The union cabinet has approved the merger of the troubled private sector lender Lakshmi Vilas Bank (LVB) into DBS Bank India Ltd, wholly owned subsidiary of Singapore’s DBS Bank.
The Reserve Bank of India had placed LVB under a moratorium, capping withdrawals at Rs 25,000 per depositor. The central bank had also superseded the board as the bank’s financial condition had deteriorated and it had failed to secure the much needed funding.
Chennai-based LVB’s net loss had widened to Rs 397 crore in the July-September quarter, from a loss of Rs 357 crore a year ago. Its net NPAs stood at 7.01 per cent in September and deposits had fallen to Rs 20,973 crore at the end of September from Rs 27,864 crore a year ago. Its tier 1 capital ratio had also turned negative.
Briefing reporters on Wednesday, Union Minister Prakash Javadekar said that this decision to merge LVB into DBS Bank India would secure the future of LVB depositors as well as the employees of the bank.
“LVB will be amalgamated with DBS Bank India. With this, 20 lakh depositors and deposits worth Rs 20,000 crore are now fully secured. They need not worry, need not rush, their deposits are in best hands, which is a stable bank, a prosperous bank, which has international presence and a strong balance sheet. This deal will also protect the employement of 4,000 LVB employees,” Javadekar said.

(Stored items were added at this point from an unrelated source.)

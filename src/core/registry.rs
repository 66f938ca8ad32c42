//! Ignored-name registry and loadable-type predicate
//!
//! Annotation parsers consult this registry lazily, at arbitrary points
//! after assembly, so both sets are append-only for the life of the process:
//! installing a name is idempotent and there is no uninstall.
//!
//! The registry is an ordinary owned type shared via `Arc` so callers
//! control its lifetime; `IgnoredNames::global()` provides the process-wide
//! instance most assemblies share.

use lazy_static::lazy_static;
use std::collections::HashSet;
use std::sync::{Arc, RwLock};

/// Annotation names skipped by every assembled reader
///
/// These are conventional documentation tags, not typed annotations.
pub const BUILTIN_IGNORED_NAMES: [&str; 8] = [
    "author",
    "api",
    "copyright",
    "date",
    "version",
    "package",
    "method",
    "deprecated",
];

lazy_static! {
    static ref GLOBAL_REGISTRY: Arc<IgnoredNames> = Arc::new(IgnoredNames::new());
}

/// Process-wide, append-only annotation name policy
#[derive(Debug, Default)]
pub struct IgnoredNames {
    ignored: RwLock<HashSet<String>>,
    loadable: RwLock<HashSet<String>>,
}

impl IgnoredNames {
    /// Create an empty registry
    pub fn new() -> Self {
        Self::default()
    }

    /// The process-wide shared registry
    pub fn global() -> Arc<IgnoredNames> {
        GLOBAL_REGISTRY.clone()
    }

    /// Install annotation names to ignore
    ///
    /// Idempotent: installing the same set repeatedly is a no-op after the
    /// first call. Names are never removed within a process lifetime.
    pub fn install<I, S>(&self, names: I)
    where
        I: IntoIterator<Item = S>,
        S: Into<String>,
    {
        if let Ok(mut ignored) = self.ignored.write() {
            ignored.extend(names.into_iter().map(Into::into));
        }
    }

    /// Install the built-in ignored name set
    pub fn install_builtin(&self) {
        self.install(BUILTIN_IGNORED_NAMES);
    }

    /// Whether a name is ignored (queried by parser collaborators)
    pub fn is_ignored(&self, name: &str) -> bool {
        self.ignored
            .read()
            .map(|ignored| ignored.contains(name))
            .unwrap_or(false)
    }

    /// Number of installed ignored names
    pub fn ignored_count(&self) -> usize {
        self.ignored.read().map(|ignored| ignored.len()).unwrap_or(0)
    }

    /// Register an identifier as a concretely defined annotation type
    pub fn register_type(&self, identifier: impl Into<String>) {
        if let Ok(mut loadable) = self.loadable.write() {
            loadable.insert(identifier.into());
        }
    }

    /// Whether an identifier resolves to a registered annotation type
    ///
    /// Used by autoload collaborators (and the default parser) to avoid
    /// attempting to parse annotations referencing types that are not
    /// present.
    pub fn is_loadable(&self, identifier: &str) -> bool {
        self.loadable
            .read()
            .map(|loadable| loadable.contains(identifier))
            .unwrap_or(false)
    }
}
//! Annotation parser collaborators
//!
//! The reader core never defines its own annotation syntax: it talks to
//! anything implementing `AnnotationParser`. The default collaborator is
//! `DocCommentParser`, a regex-based tokenizer over doc blocks.

pub mod doc_comment;

pub use doc_comment::DocCommentParser;

use crate::core::error::Result;
use crate::core::models::{Annotation, Declaration};

#[cfg(test)]
use mockall::automock;

/// Capability contract for annotation parsers
///
/// This trait allows for mocking in tests and alternative implementations
/// (e.g. attribute-based or AST-backed parsers).
#[cfg_attr(test, automock)]
pub trait AnnotationParser: Send + Sync {
    /// Parse a declaration's metadata into an ordered sequence of annotations
    fn parse_declaration(&self, declaration: &Declaration) -> Result<Vec<Annotation>>;
}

As a part of the draft deal proposed by the RBI on November 17, DBS Bank India will bring in additional capital of Rs 2,500 crore upfront to support the credit growth of the merged entity. Without taking into account the additional capital, the combined balance sheet of DBS Bank India would remain healthy after the proposed amalgamation, with CRAR (capital to risk weighted assets ratio) at 12.51 per cent and CET-1 capital at 9.61 per cent, the central bank had pointed.
This will be the first such instance, where a dometic bank is being merged into a foreign lender. A big advantage for DBS Bank India will be LVB’s branch network.

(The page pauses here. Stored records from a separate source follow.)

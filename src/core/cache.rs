//! Cache backends for parsed annotation sets
//!
//! The reader core is agnostic to the backend: anything implementing the
//! `Cache` capability (`get`/`set`/`contains`) can be supplied through the
//! options map. Two backends ship with the crate:
//! - `MemoryCache`: in-process map, the default
//! - `FileCache`: bincode entries on disk, surviving process restarts
//!
//! Entries carry a format version and the fingerprint of the doc block they
//! were parsed from, so stale formats and stale sources self-invalidate.

use crate::core::error::{ReaderError, Result};
use crate::core::models::Annotation;
use serde::{Deserialize, Serialize};
use sha2::{Digest, Sha256};
use std::collections::HashMap;
use std::fs::{self, File};
use std::io::Write;
use std::path::{Path, PathBuf};
use std::sync::RwLock;
use std::time::{SystemTime, UNIX_EPOCH};

#[cfg(test)]
use mockall::automock;

/// Cache format version (bump to invalidate old persisted caches)
pub const CACHE_VERSION: u32 = 1;

/// Reserved key used by the capability probe
const PROBE_KEY: &str = "__marginalia_capability_probe__";

fn unix_now() -> u64 {
    SystemTime::now()
        .duration_since(UNIX_EPOCH)
        .unwrap_or_default()
        .as_secs()
}

/// A cached parse result for one declaration
#[derive(Debug, Clone, PartialEq, Serialize, Deserialize)]
pub struct CacheEntry {
    /// Cache format version
    pub version: u32,
    /// Fingerprint of the doc block this entry was parsed from
    pub fingerprint: String,
    /// Timestamp when the entry was written (seconds since epoch)
    pub written_at: u64,
    /// The parsed annotations
    pub annotations: Vec<Annotation>,
}

impl CacheEntry {
    /// Create a new entry stamped with the current time and format version
    pub fn new(fingerprint: impl Into<String>, annotations: Vec<Annotation>) -> Self {
        Self {
            version: CACHE_VERSION,
            fingerprint: fingerprint.into(),
            written_at: unix_now(),
            annotations,
        }
    }
}

/// Capability contract for cache backends
///
/// Implementations must be safe for concurrent use from multiple threads
/// sharing one reader instance.
#[cfg_attr(test, automock)]
pub trait Cache: Send + Sync {
    /// Look up an entry by key
    fn get(&self, key: &str) -> Option<CacheEntry>;

    /// Store an entry under a key (best-effort; backends log-and-drop failures)
    fn set(&self, key: &str, entry: CacheEntry);

    /// Check whether a key is present
    fn contains(&self, key: &str) -> bool;
}

/// Live capability probe: a set/contains/get round trip on a reserved key
///
/// The trait already pins the method shapes; the probe catches backends that
/// type-check but misbehave (e.g. drop writes, return unrelated entries).
pub fn verify_capability(cache: &dyn Cache) -> bool {
    let probe = CacheEntry::new("probe", Vec::new());
    cache.set(PROBE_KEY, probe.clone());

    cache.contains(PROBE_KEY)
        && cache
            .get(PROBE_KEY)
            .map(|entry| entry.fingerprint == probe.fingerprint)
            .unwrap_or(false)
}

/// Default in-process cache backend
#[derive(Debug, Default)]
pub struct MemoryCache {
    entries: RwLock<HashMap<String, CacheEntry>>,
}

impl MemoryCache {
    /// Create a new empty in-process cache
    pub fn new() -> Self {
        Self::default()
    }

    /// Number of stored entries
    pub fn len(&self) -> usize {
        self.entries.read().map(|m| m.len()).unwrap_or(0)
    }

    /// Whether the cache holds no entries
    pub fn is_empty(&self) -> bool {
        self.len() == 0
    }
}

impl Cache for MemoryCache {
    fn get(&self, key: &str) -> Option<CacheEntry> {
        self.entries.read().ok().and_then(|m| m.get(key).cloned())
    }

    fn set(&self, key: &str, entry: CacheEntry) {
        if let Ok(mut entries) = self.entries.write() {
            entries.insert(key.to_string(), entry);
        }
    }

    fn contains(&self, key: &str) -> bool {
        self.entries
            .read()
            .map(|m| m.contains_key(key))
            .unwrap_or(false)
    }
}

/// Persistent cache backend storing one bincode file per declaration
///
/// Writes are atomic (temp file + rename). Malformed or version-mismatched
/// files degrade to a cache miss rather than an error.
#[derive(Debug, Clone)]
pub struct FileCache {
    cache_dir: PathBuf,
}

impl FileCache {
    /// Create a cache rooted at the given directory
    pub fn new(cache_dir: impl Into<PathBuf>) -> Self {
        Self {
            cache_dir: cache_dir.into(),
        }
    }

    /// File path for a cache key (keys are hashed; they contain `::` and `:`)
    fn entry_path(&self, key: &str) -> PathBuf {
        let mut hasher = Sha256::new();
        hasher.update(key.as_bytes());
        self.cache_dir.join(format!("{:x}.bin", hasher.finalize()))
    }

    /// Load an entry if present, current-version, and well-formed
    pub fn load(&self, key: &str) -> Option<CacheEntry> {
        let path = self.entry_path(key);
        if !path.exists() {
            return None;
        }

        let buffer = fs::read(&path).ok()?;
        let entry: CacheEntry = bincode::deserialize(&buffer).ok()?;

        if entry.version != CACHE_VERSION {
            return None;
        }

        Some(entry)
    }

    /// Store an entry, failing loudly on IO or serialization errors
    pub fn store(&self, key: &str, entry: &CacheEntry) -> Result<()> {
        fs::create_dir_all(&self.cache_dir)?;

        let buffer = bincode::serialize(entry)
            .map_err(|e| ReaderError::cache_backend(format!("failed to serialize entry: {e}")))?;

        // Write atomically (write to temp, then rename)
        let path = self.entry_path(key);
        let temp_path = path.with_extension("tmp");

        let mut file = File::create(&temp_path)?;
        file.write_all(&buffer)?;
        file.sync_all()?;
        fs::rename(&temp_path, &path)?;

        Ok(())
    }

    /// Root directory of this cache
    pub fn cache_dir(&self) -> &Path {
        &self.cache_dir
    }
}

impl Cache for FileCache {
    fn get(&self, key: &str) -> Option<CacheEntry> {
        self.load(key)
    }

    fn set(&self, key: &str, entry: CacheEntry) {
        // Capability surface is best-effort; callers wanting loud failures
        // use store() directly.
        let _ = self.store(key, &entry);
    }

    fn contains(&self, key: &str) -> bool {
        self.load(key).is_some()
    }
}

Ratings agency Fitch noted that DBS established 21 new branches in India in 2019 for a total of 33, but the proposed transaction will add as many as 563 branches, a greater number than that of all other foreign banks in India put together. Almost, three-quarters of LVB branches are located in three states - Tamil Nadu, Andhra Pradesh and Karnataka.
“We regard LVB's branches as one of its most coveted residual assets for a foreign buyer and believe the ready-made platform that will enable deeper market penetration is the key draw for DBS,” it said.
LVB shares closed up near 5 per cent at Rs 7.65 on the BSE on Wednesday. The shares had been under sustained selling pressure since the RBI had proposed the merger because as per the draft proposal, on and from the appointed date, the entire amount of the paid-up share capital and reserves and surplus, including the balances in the share/securities premium account of the transferor bank, shall stand written off.